Intermittent clicking through the night is also normal. Your charger periodically checks the battery’s state of charge, and some models re-engage the relay briefly after minor voltage dips. By design. Nothing to fix.
The frequency diagnostic: clicks once every 30 minutes or less — fine. Every five to ten minutes — still fine, that’s the onboard charger managing the charge curve in real time. That’s what makes relay-based EVSE endearing to us EV owners — they’re actively managing the session, not just dumping current blindly.
Rapid clicking every two or three seconds, continuously? That’s a stuck or failing relay cycling through an error loop. That warrants a service call or warranty claim — not a forum post at midnight.
Fan Running All Night — When to Worry
Some Level 2 units ship with internal cooling fans and make no apology for it.

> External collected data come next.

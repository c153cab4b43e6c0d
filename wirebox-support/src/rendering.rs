//! Text rendering for container diagnostics.
//!
//! Type names coming out of [`std::any::type_name`] are fully qualified and
//! noisy. These helpers turn them into something a person can scan in an
//! error message.

/// Strips module paths from a type name, keeping generics intact.
///
/// ```
/// use wirebox_support::rendering::shorten_type_name;
///
/// assert_eq!(shorten_type_name("demo::store::InMemoryKeyValueStore"), "InMemoryKeyValueStore");
/// assert_eq!(shorten_type_name("dyn demo::log::Logger"), "dyn Logger");
/// assert_eq!(
///     shorten_type_name("alloc::sync::Arc<dyn demo::log::Logger>"),
///     "Arc<dyn Logger>"
/// );
/// ```
pub fn shorten_type_name(full_name: &str) -> String {
    let mut result = String::with_capacity(full_name.len());
    let mut segment = String::new();
    let mut chars = full_name.chars().peekable();

    while let Some(ch) = chars.next() {
        match ch {
            ':' if chars.peek() == Some(&':') => {
                chars.next();
                segment.clear();
            }
            '<' | '>' | ',' | ' ' | '(' | ')' | '&' | '[' | ']' | ';' => {
                result.push_str(&segment);
                result.push(ch);
                segment.clear();
            }
            _ => segment.push(ch),
        }
    }

    result.push_str(&segment);
    result
}

/// Joins a resolution chain into `A → B → A`, shortening every name.
///
/// ```
/// use wirebox_support::rendering::render_chain;
///
/// let chain = ["app::Mailer", "app::Templates", "app::Mailer"];
/// assert_eq!(render_chain(&chain), "Mailer → Templates → Mailer");
/// ```
pub fn render_chain(chain: &[impl AsRef<str>]) -> String {
    chain
        .iter()
        .map(|name| shorten_type_name(name.as_ref()))
        .collect::<Vec<_>>()
        .join(" → ")
}

/// Picks registered names that look like what the caller asked for.
///
/// Scoring favours substring matches on the full name, then on the short
/// name, then a shared prefix of at least three characters. At most
/// `max_suggestions` names are returned, best first.
pub fn suggest_similar<'a>(
    requested: &str,
    available: impl IntoIterator<Item = &'a str>,
    max_suggestions: usize,
) -> Vec<&'a str> {
    let requested_full = requested.to_lowercase();
    let requested_short = shorten_type_name(requested).to_lowercase();

    let mut scored: Vec<(&'a str, usize)> = available
        .into_iter()
        .filter(|name| *name != requested)
        .filter_map(|name| {
            let full = name.to_lowercase();
            let short = shorten_type_name(name).to_lowercase();

            if full.contains(&requested_full) || requested_full.contains(&full) {
                return Some((name, 100));
            }
            if short.contains(&requested_short) || requested_short.contains(&short) {
                return Some((name, 80));
            }

            let common = short
                .trim_start_matches("dyn ")
                .chars()
                .zip(requested_short.trim_start_matches("dyn ").chars())
                .take_while(|(a, b)| a == b)
                .count();

            (common >= 3).then_some((name, common * 10))
        })
        .collect();

    scored.sort_by(|a, b| b.1.cmp(&a.1).then_with(|| a.0.cmp(b.0)));
    scored
        .into_iter()
        .take(max_suggestions)
        .map(|(name, _)| name)
        .collect()
}
impl fmt::Display for ResolutionState {
    fn fmt(&self, f: &mut fmt::Formatter<'_>) -> fmt::Result {
        match self {
            ResolutionState::Unregistered => write!(f, "Unregistered"),
            ResolutionState::Registered => write!(f, "Registered"),
            ResolutionState::Resolving => write!(f, "Resolving"),
            ResolutionState::Resolved => write!(f, "Resolved"),
        }
    }
}

// ═══════════════════════════════════════════
// Container
// ═══════════════════════════════════════════

/// Thread-safe dependency injection container.
///
/// Every implementation is a singleton: the first `resolve` builds it, later
/// calls share the cached instance.
pub struct Container {
    registry: RwLock<Registry>,
    instances: RwLock<HashMap<DependencyKey, Instance>>,
    /// Held for the whole cache-miss sequence. Reentrant so a thread can
    /// recurse into dependencies.
    construction: ReentrantMutex<()>,
    /// Implementations whose initializer is on the stack right now.
    resolving: Mutex<HashSet<DependencyKey>>,
}

impl Default for Container {
    fn default() -> Self {
        Self::new()
    }
}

The Grizzl-E Pro 40A runs its fan through active charging and continues for roughly 10 minutes after the session ends. The ChargePoint Home Flex does something similar. If you own one of those and you charge overnight, you will hear a fan. That’s engineering, not malfunction.
The version that actually warrants attention: a fan still spinning after the car is unplugged and 15 minutes have passed. Unplug your vehicle. Set a timer. Go check.

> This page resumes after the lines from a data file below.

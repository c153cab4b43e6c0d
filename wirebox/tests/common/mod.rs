#![allow(dead_code)]

use std::collections::HashMap;
use std::sync::Arc;

use parking_lot::Mutex;
use wirebox::prelude::*;

pub fn init_tracing() {
    let _ = tracing_subscriber::fmt()
        .with_env_filter("wirebox_container=trace")
        .with_test_writer()
        .try_init();
}

// === Logger ===

pub trait Logger: Send + Sync {
    fn log(&self, msg: &str);
}

/// Prints to stdout.
pub struct ConsoleLogger;

impl Logger for ConsoleLogger {
    fn log(&self, msg: &str) {
        println!("{msg}");
    }
}

wirebox::implements!(ConsoleLogger => dyn Logger);

impl Injectable for ConsoleLogger {
    type Deps = ();

    fn init(_: ()) -> Result<Self> {
        Ok(ConsoleLogger)
    }
}

/// Keeps every line so tests can look at it.
#[derive(Default)]
pub struct RecordingLogger {
    lines: Mutex<Vec<String>>,
}

impl RecordingLogger {
    pub fn lines(&self) -> Vec<String> {
        self.lines.lock().clone()
    }
}

impl Logger for RecordingLogger {
    fn log(&self, msg: &str) {
        self.lines.lock().push(msg.to_string());
    }
}

wirebox::implements!(RecordingLogger => dyn Logger);

impl Injectable for RecordingLogger {
    type Deps = ();

    fn init(_: ()) -> Result<Self> {
        Ok(Self::default())
    }
}

// === Key-value store ===

pub trait KeyValueStore: Send + Sync {
    fn add_value(&self, key: &str, value: &str);
    fn get_value(&self, key: &str) -> Option<String>;
    fn len(&self) -> usize;
}

pub struct InMemoryKeyValueStore {
    logger: Arc<dyn Logger>,
    entries: Mutex<HashMap<String, String>>,
}

impl KeyValueStore for InMemoryKeyValueStore {
    fn add_value(&self, key: &str, value: &str) {
        self.logger
            .log(&format!("AddValue called with key {key} and value {value}"));

        let mut entries = self.entries.lock();
        entries.insert(key.to_string(), value.to_string());
        self.logger
            .log(&format!("Key value map now has {} values", entries.len()));
    }

    fn get_value(&self, key: &str) -> Option<String> {
        self.entries.lock().get(key).cloned()
    }

    fn len(&self) -> usize {
        self.entries.lock().len()
    }
}

wirebox::implements!(InMemoryKeyValueStore => dyn KeyValueStore);

impl Injectable for InMemoryKeyValueStore {
    type Deps = Arc<dyn Logger>;

    fn init(logger: Arc<dyn Logger>) -> Result<Self> {
        Ok(Self {
            logger,
            entries: Mutex::new(HashMap::new()),
        })
    }
}

/// Logger bound to `RecordingLogger` and the store, registered on a fresh
/// container. Returns the container and the logger the store writes to.
pub fn recording_container() -> (Container, Arc<RecordingLogger>) {
    let logger = Arc::new(RecordingLogger::default());
    let container = Container::new();

    container
        .register_with::<dyn Logger, SharedRecorder, ()>({
            let logger = logger.clone();
            move |()| Ok(SharedRecorder(logger.clone()))
        })
        .expect("logger registers");
    container
        .register::<dyn KeyValueStore, InMemoryKeyValueStore>()
        .expect("store registers");

    (container, logger)
}

/// Forwards to a `RecordingLogger` owned by the test.
pub struct SharedRecorder(pub Arc<RecordingLogger>);

impl Logger for SharedRecorder {
    fn log(&self, msg: &str) {
        self.0.log(msg);
    }
}

wirebox::implements!(SharedRecorder => dyn Logger);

Fan still running? The relay is stuck in the closed position, and the charger thinks it’s still in an active session. That’s an internal fault — usually means the unit needs repair or replacement. Check your warranty documentation first. Most Level 2 chargers carry a two-year manufacturer warranty covering exactly this. Out of warranty and past the five-year mark? You’re probably looking at $400–$800 for a new unit, depending on amperage and brand.
How to Fix It — Steps by Sound Type
For Buzzing or Humming
- Turn off the breaker feeding your charger.

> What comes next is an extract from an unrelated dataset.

//! # Wirebox Support
//!
//! Helpers shared between wirebox crates that have nothing to do with
//! resolution itself, currently the text rendering used by error messages.

pub mod rendering;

- Wait 30 seconds for residual charge to clear.
- Use a non-contact voltage tester on the outlet or junction box — confirm it’s dead before touching anything.
- Inspect every visible terminal for discoloration, pitting, or corrosion.
- Re-torque each terminal with the correct tool — finger-tight plus a quarter turn, no more.
- Restore the breaker and run a charging session.
- If buzzing continues, the breaker terminal inside your panel is the next suspect — call a licensed electrician for that one.
For Clicking or Relay Ticking
- Track the frequency. One click per session start and end is completely normal.
- Intermittent clicks throughout the night are also normal — the charger is actively managing the session.
- Rapid clicking every two to three seconds, sustained — that’s a relay fault. Contact the manufacturer for a service appointment or file a warranty claim.
For Fan Noise
- Unplug your vehicle from the charger completely.
- Wait 15 minutes and listen.
- Fan stopped? You’re fine — it was designed to run during charging and cool down afterward.
- Fan still running after 15 minutes? Stuck relay. Contact the manufacturer or an electrician.
General Steps
While you won’t need a full electrical toolkit, you will need a handful of basics — a non-contact voltage tester, a screwdriver set with correct tip sizes, and ideally a torque screwdriver if your terminals spec a specific value. First, you should check the manufacturer’s website for firmware updates — at least if your charger has a Wi-Fi connected model number like the ChargePoint CPH50 or Emporia EVSE2. Outdated firmware might be the best option to rule out first, as relay behavior requires software logic to control timing. That is because a bad firmware version can cause unnecessary relay cycling that looks exactly like a hardware fault but isn’t.
Move the charger away from metal shelving or loose tools nearby — resonance amplifies sound significantly in a garage environment. And if the noise appeared suddenly after months of silence, treat it as a wiring issue until proven otherwise. Loose connections don’t self-correct. They get worse, and the failure mode at the end of that road is a fire hazard, not just an annoying sound. A licensed electrician visit runs $150–$250 in most markets. That was the exact cost when I made the call. Worth it without question.